**BRIEF**
Please copy the entries below word for word.

**DATASET EXCERPTS**
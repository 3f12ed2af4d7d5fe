// Config module - some methods for future hot-reload and CLI features
#![allow(dead_code)]

mod theme;
mod watcher;

pub use theme::Theme;
pub use watcher::{ConfigEvent, ConfigWatcherMode};

use serde::{Deserialize, Serialize};
use std::path::{Path, PathBuf};
use directories::BaseDirs;

use crate::error::{ReelError, Result};
use crate::input::keymap::VENDOR_ENTER_KEY_CODE;

const CONFIG_DIR: &str = "reel-control";
const MAIN_CONFIG_FILE: &str = "config.toml";
const THEME_FILE: &str = "theme.toml";

#[derive(Debug, Clone, Serialize, Deserialize)]
#[derive(Default)]
#[serde(default)]
pub struct AppConfig {
    pub general: GeneralConfig,
    pub timing: TimingConfig,
    pub grid: GridConfig,
    pub input: InputConfig,
}

#[derive(Debug, Clone, Serialize, Deserialize)]
#[serde(default)]
pub struct GeneralConfig {
    pub tick_interval_ms: u64,
    pub log_level: String,
    pub log_file: Option<PathBuf>,
    pub watch_config: bool,
    pub config_watch_debounce_ms: u64,
}

impl Default for GeneralConfig {
    fn default() -> Self {
        Self {
            tick_interval_ms: 100,
            log_level: "info".to_string(),
            log_file: None,
            watch_config: true,
            config_watch_debounce_ms: 2000,
        }
    }
}

/// Input timing windows. Defaults match the remote-control behavior the
/// UI was tuned against; override with care.
#[derive(Debug, Clone, Serialize, Deserialize)]
#[serde(default)]
pub struct TimingConfig {
    pub back_debounce_ms: u64,
    pub child_back_window_ms: u64,
    pub enter_guard_ms: u64,
    pub confirm_window_ms: u64,
    pub watchdog_interval_ms: u64,
    pub search_debounce_ms: u64,
}

impl Default for TimingConfig {
    fn default() -> Self {
        Self {
            back_debounce_ms: 500,
            child_back_window_ms: 600,
            enter_guard_ms: 1000,
            confirm_window_ms: 5000,
            watchdog_interval_ms: 100,
            search_debounce_ms: 400,
        }
    }
}

#[derive(Debug, Clone, Serialize, Deserialize)]
#[serde(default)]
pub struct GridConfig {
    pub columns: usize,
    pub page_size: usize,
}

impl Default for GridConfig {
    fn default() -> Self {
        Self {
            columns: 6,
            page_size: 24,
        }
    }
}

#[derive(Debug, Clone, Serialize, Deserialize)]
#[serde(default)]
pub struct InputConfig {
    /// Raw key codes treated as Enter in addition to the built-in vendor
    /// code. Consumed by `keymap::classify_raw`, the classification entry
    /// point for non-terminal front ends; terminal input never produces
    /// raw codes.
    pub extra_enter_codes: Vec<u64>,
}

impl Default for InputConfig {
    fn default() -> Self {
        Self {
            extra_enter_codes: vec![VENDOR_ENTER_KEY_CODE],
        }
    }
}

pub struct ConfigManager {
    config_dir: PathBuf,
    app_config: AppConfig,
    theme: Theme,
}

impl ConfigManager {
    pub fn new() -> Result<Self> {
        let config_dir = Self::get_config_dir()?;
        Ok(Self::from_dir(config_dir))
    }

    /// Build against an explicit directory (CLI `--config-dir` override).
    pub fn from_dir(config_dir: PathBuf) -> Self {
        let app_config = Self::load_app_config(&config_dir);
        let theme = Self::load_theme(&config_dir);

        Self {
            config_dir,
            app_config,
            theme,
        }
    }

    pub fn config_dir(&self) -> &Path {
        &self.config_dir
    }

    pub fn app_config(&self) -> &AppConfig {
        &self.app_config
    }

    pub fn theme(&self) -> &Theme {
        &self.theme
    }

    pub fn reload_all(&mut self) {
        self.app_config = Self::load_app_config(&self.config_dir);
        self.theme = Self::load_theme(&self.config_dir);
    }

    pub fn reload_file(&mut self, path: &Path) {
        let file_name = path.file_name().and_then(|n| n.to_str());

        match file_name {
            Some(MAIN_CONFIG_FILE) => {
                self.app_config = Self::load_app_config(&self.config_dir);
            }
            Some(THEME_FILE) => {
                self.theme = Self::load_theme(&self.config_dir);
            }
            _ => {
                self.reload_all();
            }
        }
    }

    fn get_config_dir() -> Result<PathBuf> {
        BaseDirs::new()
            .map(|dirs| dirs.config_dir().join(CONFIG_DIR))
            .ok_or_else(|| ReelError::Config("Could not determine config directory".to_string()))
    }

    fn load_app_config(config_dir: &Path) -> AppConfig {
        let path = config_dir.join(MAIN_CONFIG_FILE);
        Self::load_toml_file(&path).unwrap_or_default()
    }

    fn load_theme(config_dir: &Path) -> Theme {
        let path = config_dir.join(THEME_FILE);
        Self::load_toml_file(&path).unwrap_or_default()
    }

    fn load_toml_file<T: for<'de> Deserialize<'de> + Default>(path: &Path) -> Option<T> {
        if !path.exists() {
            return None;
        }

        match std::fs::read_to_string(path) {
            Ok(content) => match toml::from_str(&content) {
                Ok(config) => Some(config),
                Err(e) => {
                    tracing::warn!("Failed to parse {}: {}", path.display(), e);
                    None
                }
            },
            Err(e) => {
                tracing::warn!("Failed to read {}: {}", path.display(), e);
                None
            }
        }
    }

    pub fn ensure_config_dir(&self) -> Result<()> {
        if !self.config_dir.exists() {
            std::fs::create_dir_all(&self.config_dir)
                .map_err(|e| ReelError::Config(format!("Failed to create config dir: {}", e)))?;
        }
        Ok(())
    }

    pub fn write_default_configs(&self) -> Result<()> {
        self.ensure_config_dir()?;

        let main_path = self.config_dir.join(MAIN_CONFIG_FILE);
        if !main_path.exists() {
            let content = toml::to_string_pretty(&AppConfig::default())
                .map_err(|e| ReelError::Config(format!("Failed to serialize config: {}", e)))?;
            std::fs::write(&main_path, content)
                .map_err(|e| ReelError::Config(format!("Failed to write config: {}", e)))?;
        }

        let theme_path = self.config_dir.join(THEME_FILE);
        if !theme_path.exists() {
            let content = toml::to_string_pretty(&Theme::default())
                .map_err(|e| ReelError::Config(format!("Failed to serialize theme: {}", e)))?;
            std::fs::write(&theme_path, content)
                .map_err(|e| ReelError::Config(format!("Failed to write theme: {}", e)))?;
        }

        Ok(())
    }
}

#[cfg(test)]
mod tests {
    use super::*;

    #[test]
    fn test_default_app_config() {
        let config = AppConfig::default();
        assert_eq!(config.general.tick_interval_ms, 100);
        assert!(config.general.watch_config);
        assert_eq!(config.timing.back_debounce_ms, 500);
        assert_eq!(config.timing.child_back_window_ms, 600);
        assert_eq!(config.timing.enter_guard_ms, 1000);
        assert_eq!(config.grid.columns, 6);
        assert_eq!(config.input.extra_enter_codes, vec![VENDOR_ENTER_KEY_CODE]);
    }

    #[test]
    fn test_app_config_serialization() {
        let config = AppConfig::default();
        let toml_str = toml::to_string_pretty(&config).unwrap();
        let parsed: AppConfig = toml::from_str(&toml_str).unwrap();
        assert_eq!(parsed.timing.confirm_window_ms, config.timing.confirm_window_ms);
        assert_eq!(parsed.input.extra_enter_codes, config.input.extra_enter_codes);
    }

    #[test]
    fn test_partial_config_fills_defaults() {
        let parsed: AppConfig = toml::from_str("[timing]\nback_debounce_ms = 250\n").unwrap();
        assert_eq!(parsed.timing.back_debounce_ms, 250);
        assert_eq!(parsed.timing.enter_guard_ms, 1000);
        assert_eq!(parsed.grid.columns, 6);
    }
}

**SOLVED PROBLEM**
repository 3f12ed2af4d7d5fe
// Config module - some methods for future hot-reload and CLI features
#![allow(dead_code)]

mod theme;
mod watcher;

pub use theme::Theme;
pub use watcher::{ConfigEvent, ConfigWatcherMode};

use serde::{Deserialize, Serialize};
use std::path::{Path, PathBuf};
use directories::BaseDirs;

use crate::error::{ReelError, Result};
use crate::input::keymap::VENDOR_ENTER_KEY_CODE;

const CONFIG_DIR: &str = "reel-control";
const MAIN_CONFIG_FILE: &str = "config.toml";
const THEME_FILE: &str = "theme.toml";

#[derive(Debug, Clone, Serialize, Deserialize)]
#[derive(Default)]
#[serde(default)]
pub struct AppConfig {
    pub general: GeneralConfig,
    pub timing: TimingConfig,
    pub grid: GridConfig,
    pub input: InputConfig,
}

#[derive(Debug, Clone, Serialize, Deserialize)]
#[serde(default)]
pub struct GeneralConfig {
    pub tick_interval_ms: u64,
    pub log_level: String,
    pub log_file: Option<PathBuf>,
    pub watch_config: bool,
    pub config_watch_debounce_ms: u64,
}

impl Default for GeneralConfig {
    fn default() -> Self {
        Self {
            tick_interval_ms: 100,
            log_level: "info".to_string(),
            log_file: None,
            watch_config: true,
            config_watch_debounce_ms: 2000,
        }
    }
}

/// Input timing windows. Defaults match the remote-control behavior the
/// UI was tuned against; override with care.
#[derive(Debug, Clone, Serialize, Deserialize)]
#[serde(default)]
pub struct TimingConfig {
    pub back_debounce_ms: u64,
    pub child_back_window_ms: u64,
    pub enter_guard_ms: u64,
    pub confirm_window_ms: u64,
    pub watchdog_interval_ms: u64,
    pub search_debounce_ms: u64,
}

impl Default for TimingConfig {
    fn default() -> Self {
        Self {
            back_debounce_ms: 500,
            child_back_window_ms: 600,
            enter_guard_ms: 1000,
            confirm_window_ms: 5000,
            watchdog_interval_ms: 100,
            search_debounce_ms: 400,
        }
    }
}

#[derive(Debug, Clone, Serialize, Deserialize)]
#[serde(default)]
pub struct GridConfig {
    pub columns: usize,
    pub page_size: usize,
}

impl Default for GridConfig {
    fn default() -> Self {
        Self {
            columns: 6,
            page_size: 24,
        }
    }
}

#[derive(Debug, Clone, Serialize, Deserialize)]
#[serde(default)]
pub struct InputConfig {
    /// Raw key codes treated as Enter in addition to the built-in vendor
    /// code. Consumed by `keymap::classify_raw`, the classification entry
    /// point for non-terminal front ends; terminal input never produces
    /// raw codes.
    pub extra_enter_codes: Vec<u64>,
}

impl Default for InputConfig {
    fn default() -> Self {
        Self {
            extra_enter_codes: vec![VENDOR_ENTER_KEY_CODE],
        }
    }
}

pub struct ConfigManager {
    config_dir: PathBuf,
    app_config: AppConfig,
    theme: Theme,
}

impl ConfigManager {
    pub fn new() -> Result<Self> {
        let config_dir = Self::get_config_dir()?;
        Ok(Self::from_dir(config_dir))
    }

    /// Build against an explicit directory (CLI `--config-dir` override).
    pub fn from_dir(config_dir: PathBuf) -> Self {
        let app_config = Self::load_app_config(&config_dir);
        let theme = Self::load_theme(&config_dir);

        Self {
            config_dir,
            app_config,
            theme,
        }
    }

    pub fn config_dir(&self) -> &Path {
        &self.config_dir
    }

    pub fn app_config(&self) -> &AppConfig {
        &self.app_config
    }

    pub fn theme(&self) -> &Theme {
        &self.theme
    }

    pub fn reload_all(&mut self) {
        self.app_config = Self::load_app_config(&self.config_dir);
        self.theme = Self::load_theme(&self.config_dir);
    }

    pub fn reload_file(&mut self, path: &Path) {
        let file_name = path.file_name().and_then(|n| n.to_str());

        match file_name {
            Some(MAIN_CONFIG_FILE) => {
                self.app_config = Self::load_app_config(&self.config_dir);
            }
            Some(THEME_FILE) => {
                self.theme = Self::load_theme(&self.config_dir);
            }
            _ => {
                self.reload_all();
            }
        }
    }

    fn get_config_dir() -> Result<PathBuf> {
        BaseDirs::new()
            .map(|dirs| dirs.config_dir().join(CONFIG_DIR))
            .ok_or_else(|| ReelError::Config("Could not determine config directory".to_string()))
    }

    fn load_app_config(config_dir: &Path) -> AppConfig {
        let path = config_dir.join(MAIN_CONFIG_FILE);
        Self::load_toml_file(&path).unwrap_or_default()
    }

    fn load_theme(config_dir: &Path) -> Theme {
        let path = config_dir.join(THEME_FILE);
        Self::load_toml_file(&path).unwrap_or_default()
    }

    fn load_toml_file<T: for<'de> Deserialize<'de> + Default>(path: &Path) -> Option<T> {
        if !path.exists() {
            return None;
        }

        match std::fs::read_to_string(path) {
            Ok(content) => match toml::from_str(&content) {
                Ok(config) => Some(config),
                Err(e) => {
                    tracing::warn!("Failed to parse {}: {}", path.display(), e);
                    None
                }
            },
            Err(e) => {
                tracing::warn!("Failed to read {}: {}", path.display(), e);
                None
            }
        }
    }

    pub fn ensure_config_dir(&self) -> Result<()> {
        if !self.config_dir.exists() {
            std::fs::create_dir_all(&self.config_dir)
                .map_err(|e| ReelError::Config(format!("Failed to create config dir: {}", e)))?;
        }
        Ok(())
    }

    pub fn write_default_configs(&self) -> Result<()> {
        self.ensure_config_dir()?;

        let main_path = self.config_dir.join(MAIN_CONFIG_FILE);
        if !main_path.exists() {
            let content = toml::to_string_pretty(&AppConfig::default())
                .map_err(|e| ReelError::Config(format!("Failed to serialize config: {}", e)))?;
            std::fs::write(&main_path, content)
                .map_err(|e| ReelError::Config(format!("Failed to write config: {}", e)))?;
        }

        let theme_path = self.config_dir.join(THEME_FILE);
        if !theme_path.exists() {
            let content = toml::to_string_pretty(&Theme::default())
                .map_err(|e| ReelError::Config(format!("Failed to serialize theme: {}", e)))?;
            std::fs::write(&theme_path, content)
                .map_err(|e| ReelError::Config(format!("Failed to write theme: {}", e)))?;
        }

        Ok(())
    }
}

#[cfg(test)]
mod tests {
    use super::*;

    #[test]
    fn test_default_app_config() {
        let config = AppConfig::default();
        assert_eq!(config.general.tick_interval_ms, 100);
        assert!(config.general.watch_config);
        assert_eq!(config.timing.back_debounce_ms, 500);
        assert_eq!(config.timing.child_back_window_ms, 600);
        assert_eq!(config.timing.enter_guard_ms, 1000);
        assert_eq!(config.grid.columns, 6);
        assert_eq!(config.input.extra_enter_codes, vec![VENDOR_ENTER_KEY_CODE]);
    }

    #[test]
    fn test_app_config_serialization() {
        let config = AppConfig::default();
        let toml_str = toml::to_string_pretty(&config).unwrap();
        let parsed: AppConfig = toml::from_str(&toml_str).unwrap();
        assert_eq!(parsed.timing.confirm_window_ms, config.timing.confirm_window_ms);
        assert_eq!(parsed.input.extra_enter_codes, config.input.extra_enter_codes);
    }

    #[test]
    fn test_partial_config_fills_defaults() {
        let parsed: AppConfig = toml::from_str("[timing]\nback_debounce_ms = 250\n").unwrap();
        assert_eq!(parsed.timing.back_debounce_ms, 250);
        assert_eq!(parsed.timing.enter_guard_ms, 1000);
        assert_eq!(parsed.grid.columns, 6);
    }
}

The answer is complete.